Before retiring in November 2023, former BMS chief Giovanni Caforio had a compensation package reaching almost $19.7 million, which is the lowest of the CEOs in BioSpace’s list. Meanwhile, the median employee pay at BMS last year was relatively high at $151,172, resulting in a comparatively small pay gap among these biopharma giants. Caforio was succeeded by former BMS COO Christopher Boerner.

BMS brought in $45 billion in 2023, a 2% decline from its revenue in 2022. The pharma blamed the dip on the 39% plunge in sales of its multiple myeloma therapy Revlimid, which was only partially offset by the 10% jump in its cancer treatment Opdivo. BMS’ top asset last year was the anticoagulant Eliquis, which raked in more than $12.2 billion.

9. Gilead Sciences | 110:1

  • CEO: Daniel O'Day, $22,607,690
  • Median employee pay: $205,866

At over $205,000, Gilead’s median employee pay is the highest of all the companies on BioSpace’s top 9 list. Meanwhile, CEO Daniel O’Day brought in a relatively low total of $22.6 million.

The pharma recorded a total global revenue of $27.1 billion in 2023, a slight drop from nearly $27.3 billion in 2022. Sales of Gilead’s COVID-19 antiviral treatment Veklury plunged 44% to $2.2 billion last year. The company made up for this drop through its HIV and oncology businesses, which grew by 6% and 37%, respectively.  

In its year-end report, the pharma revealed that its breast cancer therapy Trodelvy missed its primary endpoint in the Phase III EVOKE-01 study, failing to significantly improve overall survival versus docetaxel in non-small cell lung cancer.

Pay Gaps Pervade Life Sciences Industries

This year BioSpace’s analysis strictly focused on the top biopharma companies with SEC filings disclosing the pay gap ratio between CEO and median employee. It is worth noting that at least some foreign companies that don’t file these SEC forms, but for which we do have similar information, also had triple digit pay gaps. U.K.-based AstraZeneca, for example, reported a 182:1 ratio between its CEO’s remuneration and that of its median employee. This year’s list also excludes Viatris, which has not yet filed its proxy statement for 2023, but based on 2022 data would have topped the list with a ratio of 424:1.

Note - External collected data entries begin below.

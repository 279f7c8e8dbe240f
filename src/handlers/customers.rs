use axum::{
    extract::{Path, State},
    response::IntoResponse,
    routing::get,
    Json, Router,
};
use serde_json::json;

use super::common::{created_response, message_body, success_response};
use crate::auth::AuthUser;
use crate::dto::CustomerInput;
use crate::errors::ServiceError;
use crate::AppState;

pub fn customer_routes() -> Router<AppState> {
    Router::new()
        .route("/customers", get(list_customers).post(create_customer))
        .route("/customers/:id", get(get_customer))
}

async fn list_customers(
    State(state): State<AppState>,
    _user: AuthUser,
) -> Result<impl IntoResponse, ServiceError> {
    let customers = state.services.customers.list().await?;
    Ok(success_response(json!({ "customers": customers })))
}

async fn create_customer(
    State(state): State<AppState>,
    _user: AuthUser,
    Json(input): Json<CustomerInput>,
) -> Result<impl IntoResponse, ServiceError> {
    let customer = state.services.customers.create(input).await?;
    Ok(created_response(message_body(
        "Customer created successfully.",
        json!({ "customer": customer }),
    )))
}

/// A customer with their order and payment history.
async fn get_customer(
    State(state): State<AppState>,
    Path(id): Path<i32>,
    _user: AuthUser,
) -> Result<impl IntoResponse, ServiceError> {
    let detail = state.services.customers.detail(id).await?;
    Ok(success_response(detail))
}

We also focused exclusively on biopharma companies this year, excluding service providers, financial firms and healthcare organizations. Many of these peripheral players would have topped the list otherwise. Bausch + Lomb, a consumer eye health company, would have easily claimed the top spot, with a pay gap ratio of almost 898:1.

Volatility in Pay Gaps

In the second year of doing this survey of CEO-employee pay gaps in biopharma, BioSpace noticed some extreme jumps in the data. Two interesting cases came from smaller biopharma companies that were eliminated from this year’s analysis due to their size, but wouldn’t have made the list anyway because their pay gaps fell considerably compared with 2022. While Sarepta Therapeutics and Biogen opened and closed last year’s top 20, with ratios of 494:1 and 182:1, respectively, those numbers were just 5:1 and 23:1 in 2023.

Sarepta CEO Doug Ingram’s total comp was nearly $125 million in 2022, though his base salary was just over $740,000. The bulk of his compensation came from stock awards and options agreements. Without these extras, Ingram’s compensation fell to $1.66 million in 2023, comparable to 2021. Meanwhile, Biogen chief Christopher Viehbacher’s 2022 compensation was inflated by his $30.5-million sign-on package when he agreed to lead the pharma that November. Last year, Viehbacher’s pay was $4.1 million.


In coming up with this report, BioSpace collected data from the SEC filings of the top U.S. biopharma companies by 2023 revenue to identify those firms with the widest pay gaps between the CEO and the median employee. We considered only those companies that filed Schedule 14a proxy statements reporting this information for 2023. Even still, the SEC allows a company to “select its methodology for identifying its median employee and that employee’s compensation,” as long as its methods are “reasonable.” As such, directly comparing pay gap ratios between companies could be inconclusive or misleading.